# [How to complete this task]
Counting only lines below that contain the string "async", give the total as a single number.

(Given information begins)

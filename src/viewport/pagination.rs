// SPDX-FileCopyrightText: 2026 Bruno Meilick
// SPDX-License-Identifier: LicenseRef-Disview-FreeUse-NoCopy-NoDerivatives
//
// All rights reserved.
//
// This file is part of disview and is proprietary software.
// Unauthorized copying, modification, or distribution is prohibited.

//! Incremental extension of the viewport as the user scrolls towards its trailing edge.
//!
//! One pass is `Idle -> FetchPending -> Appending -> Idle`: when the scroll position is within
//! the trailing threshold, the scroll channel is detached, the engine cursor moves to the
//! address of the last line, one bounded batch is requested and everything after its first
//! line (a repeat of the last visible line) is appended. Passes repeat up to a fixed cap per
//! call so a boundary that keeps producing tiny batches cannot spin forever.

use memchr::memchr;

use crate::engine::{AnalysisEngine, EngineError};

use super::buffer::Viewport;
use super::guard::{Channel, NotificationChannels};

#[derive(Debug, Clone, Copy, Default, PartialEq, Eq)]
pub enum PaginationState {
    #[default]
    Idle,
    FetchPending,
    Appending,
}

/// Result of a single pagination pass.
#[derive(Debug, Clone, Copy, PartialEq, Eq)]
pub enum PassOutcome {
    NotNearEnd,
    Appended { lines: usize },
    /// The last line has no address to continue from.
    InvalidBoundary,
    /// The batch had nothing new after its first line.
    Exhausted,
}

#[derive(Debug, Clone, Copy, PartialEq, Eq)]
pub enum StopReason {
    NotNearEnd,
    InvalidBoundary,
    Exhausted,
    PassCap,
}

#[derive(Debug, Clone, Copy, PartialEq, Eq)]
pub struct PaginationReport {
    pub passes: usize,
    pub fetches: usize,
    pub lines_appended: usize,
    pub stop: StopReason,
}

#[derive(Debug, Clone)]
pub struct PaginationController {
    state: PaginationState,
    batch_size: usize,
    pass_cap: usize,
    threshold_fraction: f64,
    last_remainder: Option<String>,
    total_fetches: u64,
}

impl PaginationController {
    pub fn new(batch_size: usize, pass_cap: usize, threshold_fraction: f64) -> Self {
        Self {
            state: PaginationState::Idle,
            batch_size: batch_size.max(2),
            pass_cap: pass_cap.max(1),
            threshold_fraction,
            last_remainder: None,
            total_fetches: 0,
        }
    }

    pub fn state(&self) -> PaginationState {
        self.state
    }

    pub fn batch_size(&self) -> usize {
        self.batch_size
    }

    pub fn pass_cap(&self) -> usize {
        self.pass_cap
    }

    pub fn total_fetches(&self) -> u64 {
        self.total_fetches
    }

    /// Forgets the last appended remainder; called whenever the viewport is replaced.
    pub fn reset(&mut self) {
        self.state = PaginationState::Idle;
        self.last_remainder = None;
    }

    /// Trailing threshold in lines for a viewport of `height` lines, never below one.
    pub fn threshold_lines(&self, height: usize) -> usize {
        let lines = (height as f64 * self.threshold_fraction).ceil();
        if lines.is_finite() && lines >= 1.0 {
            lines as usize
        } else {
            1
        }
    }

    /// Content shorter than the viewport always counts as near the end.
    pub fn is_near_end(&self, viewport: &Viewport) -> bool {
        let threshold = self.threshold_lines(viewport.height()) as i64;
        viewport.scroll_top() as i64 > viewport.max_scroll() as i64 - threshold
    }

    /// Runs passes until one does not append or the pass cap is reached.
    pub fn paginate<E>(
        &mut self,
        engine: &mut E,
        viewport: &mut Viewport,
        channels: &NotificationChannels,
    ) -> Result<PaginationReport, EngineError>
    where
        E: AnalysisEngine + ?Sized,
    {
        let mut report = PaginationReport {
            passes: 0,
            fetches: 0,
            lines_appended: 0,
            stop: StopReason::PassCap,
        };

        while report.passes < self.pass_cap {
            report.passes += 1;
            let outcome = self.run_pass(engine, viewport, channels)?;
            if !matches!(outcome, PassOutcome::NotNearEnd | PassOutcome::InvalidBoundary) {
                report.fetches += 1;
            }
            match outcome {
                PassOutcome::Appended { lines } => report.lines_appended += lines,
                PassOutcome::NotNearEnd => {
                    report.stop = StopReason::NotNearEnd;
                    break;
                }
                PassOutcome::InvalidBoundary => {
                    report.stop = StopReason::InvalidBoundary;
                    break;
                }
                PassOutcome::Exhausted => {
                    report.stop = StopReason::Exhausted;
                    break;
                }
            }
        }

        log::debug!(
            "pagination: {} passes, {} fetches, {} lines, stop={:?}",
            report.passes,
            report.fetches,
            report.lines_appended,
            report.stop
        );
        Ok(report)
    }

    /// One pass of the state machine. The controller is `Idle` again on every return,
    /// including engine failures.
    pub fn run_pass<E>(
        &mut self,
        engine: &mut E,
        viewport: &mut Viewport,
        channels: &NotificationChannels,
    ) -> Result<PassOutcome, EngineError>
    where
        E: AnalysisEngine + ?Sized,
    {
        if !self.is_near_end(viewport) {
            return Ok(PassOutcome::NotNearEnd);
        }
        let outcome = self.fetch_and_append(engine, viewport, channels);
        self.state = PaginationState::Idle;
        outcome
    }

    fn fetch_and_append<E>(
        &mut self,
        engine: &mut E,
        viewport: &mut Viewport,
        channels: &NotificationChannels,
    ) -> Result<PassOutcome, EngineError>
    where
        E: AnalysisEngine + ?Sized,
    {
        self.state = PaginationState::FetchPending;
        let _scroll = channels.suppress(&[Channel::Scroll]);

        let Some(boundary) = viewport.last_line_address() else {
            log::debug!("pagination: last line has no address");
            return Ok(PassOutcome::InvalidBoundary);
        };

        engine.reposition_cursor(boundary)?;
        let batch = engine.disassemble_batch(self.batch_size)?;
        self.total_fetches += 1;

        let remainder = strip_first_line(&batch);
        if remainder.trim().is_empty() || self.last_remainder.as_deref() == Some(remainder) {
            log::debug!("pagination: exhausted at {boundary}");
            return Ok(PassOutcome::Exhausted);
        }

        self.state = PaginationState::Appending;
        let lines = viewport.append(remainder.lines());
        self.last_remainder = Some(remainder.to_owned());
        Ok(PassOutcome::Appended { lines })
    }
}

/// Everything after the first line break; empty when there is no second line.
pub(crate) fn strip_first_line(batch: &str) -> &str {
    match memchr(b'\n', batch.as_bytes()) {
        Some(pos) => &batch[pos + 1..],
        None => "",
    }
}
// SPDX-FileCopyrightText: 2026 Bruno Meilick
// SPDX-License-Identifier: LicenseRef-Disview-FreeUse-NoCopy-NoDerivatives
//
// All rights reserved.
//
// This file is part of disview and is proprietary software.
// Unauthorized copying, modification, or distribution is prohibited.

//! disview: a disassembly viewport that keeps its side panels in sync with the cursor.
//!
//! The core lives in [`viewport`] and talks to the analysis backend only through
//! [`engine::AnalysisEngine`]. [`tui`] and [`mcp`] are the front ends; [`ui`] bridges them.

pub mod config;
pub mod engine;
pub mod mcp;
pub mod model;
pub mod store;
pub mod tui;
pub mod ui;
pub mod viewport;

(Given information ends)
(Given information begins)

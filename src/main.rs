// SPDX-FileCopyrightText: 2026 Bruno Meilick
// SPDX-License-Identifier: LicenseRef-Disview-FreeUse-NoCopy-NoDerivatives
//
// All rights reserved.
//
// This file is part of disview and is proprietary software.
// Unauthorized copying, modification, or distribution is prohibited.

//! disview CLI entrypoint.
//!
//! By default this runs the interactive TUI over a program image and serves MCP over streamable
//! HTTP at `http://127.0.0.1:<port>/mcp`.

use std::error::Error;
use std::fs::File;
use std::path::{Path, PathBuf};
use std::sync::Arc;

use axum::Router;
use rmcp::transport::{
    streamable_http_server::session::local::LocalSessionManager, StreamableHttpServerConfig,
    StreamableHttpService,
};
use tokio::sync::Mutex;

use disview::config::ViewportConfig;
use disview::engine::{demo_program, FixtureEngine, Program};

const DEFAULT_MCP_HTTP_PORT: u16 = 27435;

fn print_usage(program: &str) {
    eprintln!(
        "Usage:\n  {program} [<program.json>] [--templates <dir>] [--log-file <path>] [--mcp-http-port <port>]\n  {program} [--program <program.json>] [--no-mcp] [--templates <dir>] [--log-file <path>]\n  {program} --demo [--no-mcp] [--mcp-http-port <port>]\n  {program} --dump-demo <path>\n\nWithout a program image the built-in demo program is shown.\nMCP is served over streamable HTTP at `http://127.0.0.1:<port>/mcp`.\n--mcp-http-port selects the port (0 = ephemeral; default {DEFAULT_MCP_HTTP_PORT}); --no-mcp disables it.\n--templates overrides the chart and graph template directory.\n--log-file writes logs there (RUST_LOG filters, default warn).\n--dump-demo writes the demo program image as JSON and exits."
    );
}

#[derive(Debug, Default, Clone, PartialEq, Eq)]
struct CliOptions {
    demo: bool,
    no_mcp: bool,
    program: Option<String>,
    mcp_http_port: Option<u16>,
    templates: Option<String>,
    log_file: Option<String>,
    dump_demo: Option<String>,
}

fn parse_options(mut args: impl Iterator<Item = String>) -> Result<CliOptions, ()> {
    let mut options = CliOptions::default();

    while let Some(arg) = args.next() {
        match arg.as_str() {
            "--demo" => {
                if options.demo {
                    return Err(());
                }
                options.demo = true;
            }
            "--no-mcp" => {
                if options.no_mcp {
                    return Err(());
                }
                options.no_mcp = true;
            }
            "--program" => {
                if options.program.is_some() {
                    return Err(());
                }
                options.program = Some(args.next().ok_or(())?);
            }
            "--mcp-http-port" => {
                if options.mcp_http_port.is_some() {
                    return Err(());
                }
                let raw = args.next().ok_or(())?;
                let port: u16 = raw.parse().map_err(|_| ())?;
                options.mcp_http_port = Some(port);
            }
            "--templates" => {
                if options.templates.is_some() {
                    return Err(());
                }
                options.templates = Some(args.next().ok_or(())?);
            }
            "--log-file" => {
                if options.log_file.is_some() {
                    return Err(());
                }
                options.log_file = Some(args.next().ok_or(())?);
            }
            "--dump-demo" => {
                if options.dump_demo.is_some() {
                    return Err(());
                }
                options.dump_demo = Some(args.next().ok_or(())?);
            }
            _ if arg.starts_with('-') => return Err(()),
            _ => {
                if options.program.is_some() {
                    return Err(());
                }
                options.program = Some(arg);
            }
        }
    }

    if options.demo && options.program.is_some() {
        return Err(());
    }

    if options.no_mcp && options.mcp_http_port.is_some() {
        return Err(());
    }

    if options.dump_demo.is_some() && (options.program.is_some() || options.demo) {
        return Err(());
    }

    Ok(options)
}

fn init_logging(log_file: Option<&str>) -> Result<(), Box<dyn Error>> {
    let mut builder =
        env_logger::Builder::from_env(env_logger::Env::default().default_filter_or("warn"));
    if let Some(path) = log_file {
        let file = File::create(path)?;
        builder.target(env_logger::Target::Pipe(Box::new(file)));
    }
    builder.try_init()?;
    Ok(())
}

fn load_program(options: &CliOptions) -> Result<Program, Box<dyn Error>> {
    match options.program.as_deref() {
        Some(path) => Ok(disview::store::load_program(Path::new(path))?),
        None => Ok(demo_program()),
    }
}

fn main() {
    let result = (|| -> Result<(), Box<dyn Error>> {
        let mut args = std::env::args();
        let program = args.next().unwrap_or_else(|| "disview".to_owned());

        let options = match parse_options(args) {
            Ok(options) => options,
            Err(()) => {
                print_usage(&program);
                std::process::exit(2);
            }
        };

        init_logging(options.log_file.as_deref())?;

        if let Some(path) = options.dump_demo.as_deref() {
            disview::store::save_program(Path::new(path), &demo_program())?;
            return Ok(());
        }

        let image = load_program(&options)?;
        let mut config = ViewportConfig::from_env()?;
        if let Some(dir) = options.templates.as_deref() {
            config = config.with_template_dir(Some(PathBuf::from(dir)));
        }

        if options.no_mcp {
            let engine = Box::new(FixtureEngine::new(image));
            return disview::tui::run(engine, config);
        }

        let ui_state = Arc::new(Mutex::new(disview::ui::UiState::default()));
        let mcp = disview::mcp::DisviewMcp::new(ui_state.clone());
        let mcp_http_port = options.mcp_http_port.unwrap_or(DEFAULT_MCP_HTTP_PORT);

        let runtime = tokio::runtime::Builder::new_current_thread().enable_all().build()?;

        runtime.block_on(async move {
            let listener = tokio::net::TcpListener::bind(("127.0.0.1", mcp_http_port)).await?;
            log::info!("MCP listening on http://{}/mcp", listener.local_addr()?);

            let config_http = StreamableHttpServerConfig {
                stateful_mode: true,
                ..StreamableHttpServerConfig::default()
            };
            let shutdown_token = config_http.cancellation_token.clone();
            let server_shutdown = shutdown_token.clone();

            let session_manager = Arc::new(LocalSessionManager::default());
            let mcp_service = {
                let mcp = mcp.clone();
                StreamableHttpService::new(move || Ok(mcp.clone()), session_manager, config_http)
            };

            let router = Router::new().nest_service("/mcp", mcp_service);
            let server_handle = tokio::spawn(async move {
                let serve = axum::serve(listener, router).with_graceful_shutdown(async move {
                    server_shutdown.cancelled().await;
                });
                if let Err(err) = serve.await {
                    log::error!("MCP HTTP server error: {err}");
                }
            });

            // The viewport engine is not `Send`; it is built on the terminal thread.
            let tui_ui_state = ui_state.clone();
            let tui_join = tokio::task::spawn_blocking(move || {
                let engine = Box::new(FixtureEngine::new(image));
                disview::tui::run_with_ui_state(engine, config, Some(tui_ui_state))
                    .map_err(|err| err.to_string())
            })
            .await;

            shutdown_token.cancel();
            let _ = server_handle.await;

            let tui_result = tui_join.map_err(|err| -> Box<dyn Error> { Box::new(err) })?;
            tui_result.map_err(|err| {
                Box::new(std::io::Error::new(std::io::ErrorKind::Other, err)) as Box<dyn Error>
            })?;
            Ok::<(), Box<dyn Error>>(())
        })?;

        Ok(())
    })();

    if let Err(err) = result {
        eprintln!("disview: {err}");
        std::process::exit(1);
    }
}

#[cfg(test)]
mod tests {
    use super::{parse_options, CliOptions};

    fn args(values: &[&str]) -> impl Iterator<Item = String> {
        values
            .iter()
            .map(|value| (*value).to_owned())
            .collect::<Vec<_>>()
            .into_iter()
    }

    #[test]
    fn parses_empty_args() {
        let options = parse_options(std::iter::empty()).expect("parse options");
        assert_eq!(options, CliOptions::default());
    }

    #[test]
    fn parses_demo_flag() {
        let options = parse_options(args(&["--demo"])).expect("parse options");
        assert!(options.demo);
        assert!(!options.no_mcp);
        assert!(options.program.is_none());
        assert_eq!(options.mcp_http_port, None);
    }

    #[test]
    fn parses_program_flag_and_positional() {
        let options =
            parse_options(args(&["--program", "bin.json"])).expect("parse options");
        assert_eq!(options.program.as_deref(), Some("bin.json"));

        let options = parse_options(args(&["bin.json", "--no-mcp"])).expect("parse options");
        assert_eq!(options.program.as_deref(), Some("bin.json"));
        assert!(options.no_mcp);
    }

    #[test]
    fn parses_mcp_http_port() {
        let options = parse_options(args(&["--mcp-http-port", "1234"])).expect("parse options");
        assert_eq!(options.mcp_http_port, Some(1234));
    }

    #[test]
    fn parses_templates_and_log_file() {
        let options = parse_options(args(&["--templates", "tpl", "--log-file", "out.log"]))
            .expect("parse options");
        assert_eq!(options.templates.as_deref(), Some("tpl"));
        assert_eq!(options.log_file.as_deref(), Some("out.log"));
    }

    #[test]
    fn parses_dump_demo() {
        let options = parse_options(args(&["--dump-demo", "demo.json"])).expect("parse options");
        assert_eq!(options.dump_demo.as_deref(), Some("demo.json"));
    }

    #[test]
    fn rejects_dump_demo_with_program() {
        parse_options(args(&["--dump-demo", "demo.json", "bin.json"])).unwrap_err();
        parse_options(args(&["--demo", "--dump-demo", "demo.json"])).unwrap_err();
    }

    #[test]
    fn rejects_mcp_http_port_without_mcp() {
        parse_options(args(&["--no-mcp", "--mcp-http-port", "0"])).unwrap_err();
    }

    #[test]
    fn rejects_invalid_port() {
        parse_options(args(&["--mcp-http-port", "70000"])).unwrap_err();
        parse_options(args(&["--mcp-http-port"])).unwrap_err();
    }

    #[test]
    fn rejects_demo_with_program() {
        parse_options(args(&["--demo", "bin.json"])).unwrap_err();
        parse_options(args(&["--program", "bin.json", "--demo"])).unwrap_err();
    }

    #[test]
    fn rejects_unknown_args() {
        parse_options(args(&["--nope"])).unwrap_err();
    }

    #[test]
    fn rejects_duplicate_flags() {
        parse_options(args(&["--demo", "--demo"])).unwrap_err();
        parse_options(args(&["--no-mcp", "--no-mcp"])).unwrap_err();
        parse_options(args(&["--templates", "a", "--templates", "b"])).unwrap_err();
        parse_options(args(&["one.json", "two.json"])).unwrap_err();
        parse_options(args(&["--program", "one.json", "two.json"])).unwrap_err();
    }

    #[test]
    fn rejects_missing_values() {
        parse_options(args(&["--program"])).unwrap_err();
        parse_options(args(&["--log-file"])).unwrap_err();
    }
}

(Given information ends)

# [Result of the exercise]
3